**THE TASK**
Look below for the line containing "self.inventory += side.sign();" and the line containing "use std::sync::Arc;"; repeat exactly those two lines and all lines between them, and nothing else.

---- EXTRACTED MATERIAL

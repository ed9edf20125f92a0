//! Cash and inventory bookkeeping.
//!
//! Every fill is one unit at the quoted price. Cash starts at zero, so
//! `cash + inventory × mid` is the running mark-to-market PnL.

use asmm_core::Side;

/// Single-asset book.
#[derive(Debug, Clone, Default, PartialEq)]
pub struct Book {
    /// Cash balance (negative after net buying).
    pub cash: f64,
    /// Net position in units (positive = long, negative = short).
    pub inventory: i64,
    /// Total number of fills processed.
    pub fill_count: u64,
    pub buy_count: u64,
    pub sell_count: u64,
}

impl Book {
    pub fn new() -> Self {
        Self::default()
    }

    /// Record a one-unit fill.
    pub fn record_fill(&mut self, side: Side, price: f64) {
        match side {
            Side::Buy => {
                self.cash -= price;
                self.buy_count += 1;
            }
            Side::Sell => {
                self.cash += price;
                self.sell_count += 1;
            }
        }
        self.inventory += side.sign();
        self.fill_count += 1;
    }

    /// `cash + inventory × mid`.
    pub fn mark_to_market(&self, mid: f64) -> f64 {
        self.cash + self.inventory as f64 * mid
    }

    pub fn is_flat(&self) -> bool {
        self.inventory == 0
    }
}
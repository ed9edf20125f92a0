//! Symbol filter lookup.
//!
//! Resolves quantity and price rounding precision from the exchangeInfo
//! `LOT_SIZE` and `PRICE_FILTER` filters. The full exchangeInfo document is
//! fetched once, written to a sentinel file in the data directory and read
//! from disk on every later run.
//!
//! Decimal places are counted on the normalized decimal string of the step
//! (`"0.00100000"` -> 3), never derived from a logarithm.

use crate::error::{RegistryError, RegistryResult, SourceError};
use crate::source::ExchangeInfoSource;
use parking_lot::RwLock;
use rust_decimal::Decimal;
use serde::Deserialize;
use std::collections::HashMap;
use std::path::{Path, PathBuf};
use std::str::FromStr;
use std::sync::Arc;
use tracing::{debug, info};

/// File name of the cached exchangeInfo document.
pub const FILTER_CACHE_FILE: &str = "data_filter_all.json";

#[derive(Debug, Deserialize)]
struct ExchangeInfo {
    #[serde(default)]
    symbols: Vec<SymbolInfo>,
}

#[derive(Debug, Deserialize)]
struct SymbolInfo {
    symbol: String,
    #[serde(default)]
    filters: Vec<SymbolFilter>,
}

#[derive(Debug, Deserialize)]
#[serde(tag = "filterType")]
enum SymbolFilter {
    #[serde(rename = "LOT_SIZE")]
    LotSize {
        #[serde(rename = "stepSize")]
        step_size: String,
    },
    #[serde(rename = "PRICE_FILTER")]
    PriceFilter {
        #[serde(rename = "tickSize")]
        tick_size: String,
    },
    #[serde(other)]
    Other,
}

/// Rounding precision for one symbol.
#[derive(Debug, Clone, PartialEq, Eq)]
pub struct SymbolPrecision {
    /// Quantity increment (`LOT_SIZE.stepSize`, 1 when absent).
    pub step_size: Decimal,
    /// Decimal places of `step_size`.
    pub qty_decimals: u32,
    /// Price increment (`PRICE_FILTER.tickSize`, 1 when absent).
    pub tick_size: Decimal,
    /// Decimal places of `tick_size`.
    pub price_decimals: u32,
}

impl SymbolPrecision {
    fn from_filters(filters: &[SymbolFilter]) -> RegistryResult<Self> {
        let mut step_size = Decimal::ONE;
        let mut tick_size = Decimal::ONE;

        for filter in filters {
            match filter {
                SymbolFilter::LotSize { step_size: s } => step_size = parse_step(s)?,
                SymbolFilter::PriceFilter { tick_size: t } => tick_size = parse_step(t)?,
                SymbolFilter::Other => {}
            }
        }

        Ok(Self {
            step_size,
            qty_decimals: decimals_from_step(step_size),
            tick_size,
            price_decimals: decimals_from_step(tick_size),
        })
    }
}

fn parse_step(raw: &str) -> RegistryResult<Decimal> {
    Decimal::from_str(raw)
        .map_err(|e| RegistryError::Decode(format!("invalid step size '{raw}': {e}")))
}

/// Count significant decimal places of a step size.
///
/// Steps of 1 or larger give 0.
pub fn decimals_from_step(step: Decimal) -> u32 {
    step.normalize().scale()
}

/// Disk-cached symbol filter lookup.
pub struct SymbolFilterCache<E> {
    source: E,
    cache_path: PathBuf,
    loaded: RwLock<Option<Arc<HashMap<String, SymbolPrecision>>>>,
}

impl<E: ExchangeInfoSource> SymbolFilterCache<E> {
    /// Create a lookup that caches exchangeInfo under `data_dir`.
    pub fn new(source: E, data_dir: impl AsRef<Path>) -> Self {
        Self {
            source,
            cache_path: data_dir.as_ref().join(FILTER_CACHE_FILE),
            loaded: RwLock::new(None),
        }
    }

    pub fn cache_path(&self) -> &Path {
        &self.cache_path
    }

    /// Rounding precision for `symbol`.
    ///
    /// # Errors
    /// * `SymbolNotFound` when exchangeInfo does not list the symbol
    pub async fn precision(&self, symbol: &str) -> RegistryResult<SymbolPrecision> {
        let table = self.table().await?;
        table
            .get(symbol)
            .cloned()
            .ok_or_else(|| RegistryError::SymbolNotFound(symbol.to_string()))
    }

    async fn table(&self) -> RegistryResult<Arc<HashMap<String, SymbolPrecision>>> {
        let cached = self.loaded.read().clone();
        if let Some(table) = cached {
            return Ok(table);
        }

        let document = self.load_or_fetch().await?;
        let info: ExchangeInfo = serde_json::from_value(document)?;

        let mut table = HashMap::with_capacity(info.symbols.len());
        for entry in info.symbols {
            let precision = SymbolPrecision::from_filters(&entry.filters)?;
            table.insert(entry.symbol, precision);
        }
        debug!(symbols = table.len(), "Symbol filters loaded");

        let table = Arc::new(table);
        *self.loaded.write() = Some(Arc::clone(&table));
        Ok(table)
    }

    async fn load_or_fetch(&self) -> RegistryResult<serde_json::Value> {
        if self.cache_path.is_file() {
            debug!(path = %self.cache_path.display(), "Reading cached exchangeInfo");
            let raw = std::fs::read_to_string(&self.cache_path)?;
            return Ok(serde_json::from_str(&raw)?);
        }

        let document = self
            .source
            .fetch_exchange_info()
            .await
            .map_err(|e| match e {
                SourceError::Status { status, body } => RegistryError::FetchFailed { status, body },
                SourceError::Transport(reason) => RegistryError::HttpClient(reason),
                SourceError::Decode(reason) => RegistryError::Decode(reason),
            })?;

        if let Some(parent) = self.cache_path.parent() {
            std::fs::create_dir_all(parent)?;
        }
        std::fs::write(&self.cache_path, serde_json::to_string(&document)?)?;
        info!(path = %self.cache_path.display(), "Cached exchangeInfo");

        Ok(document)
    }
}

--------

**RESULT OF THIS TASK**
        self.inventory += side.sign();
        self.fill_count += 1;
    }

    /// `cash + inventory × mid`.
    pub fn mark_to_market(&self, mid: f64) -> f64 {
        self.cash + self.inventory as f64 * mid
    }

    pub fn is_flat(&self) -> bool {
        self.inventory == 0
    }
}
repository ed9edf20125f92a0
//! Symbol filter lookup.
//!
//! Resolves quantity and price rounding precision from the exchangeInfo
//! `LOT_SIZE` and `PRICE_FILTER` filters. The full exchangeInfo document is
//! fetched once, written to a sentinel file in the data directory and read
//! from disk on every later run.
//!
//! Decimal places are counted on the normalized decimal string of the step
//! (`"0.00100000"` -> 3), never derived from a logarithm.

use crate::error::{RegistryError, RegistryResult, SourceError};
use crate::source::ExchangeInfoSource;
use parking_lot::RwLock;
use rust_decimal::Decimal;
use serde::Deserialize;
use std::collections::HashMap;
use std::path::{Path, PathBuf};
use std::str::FromStr;
use std::sync::Arc;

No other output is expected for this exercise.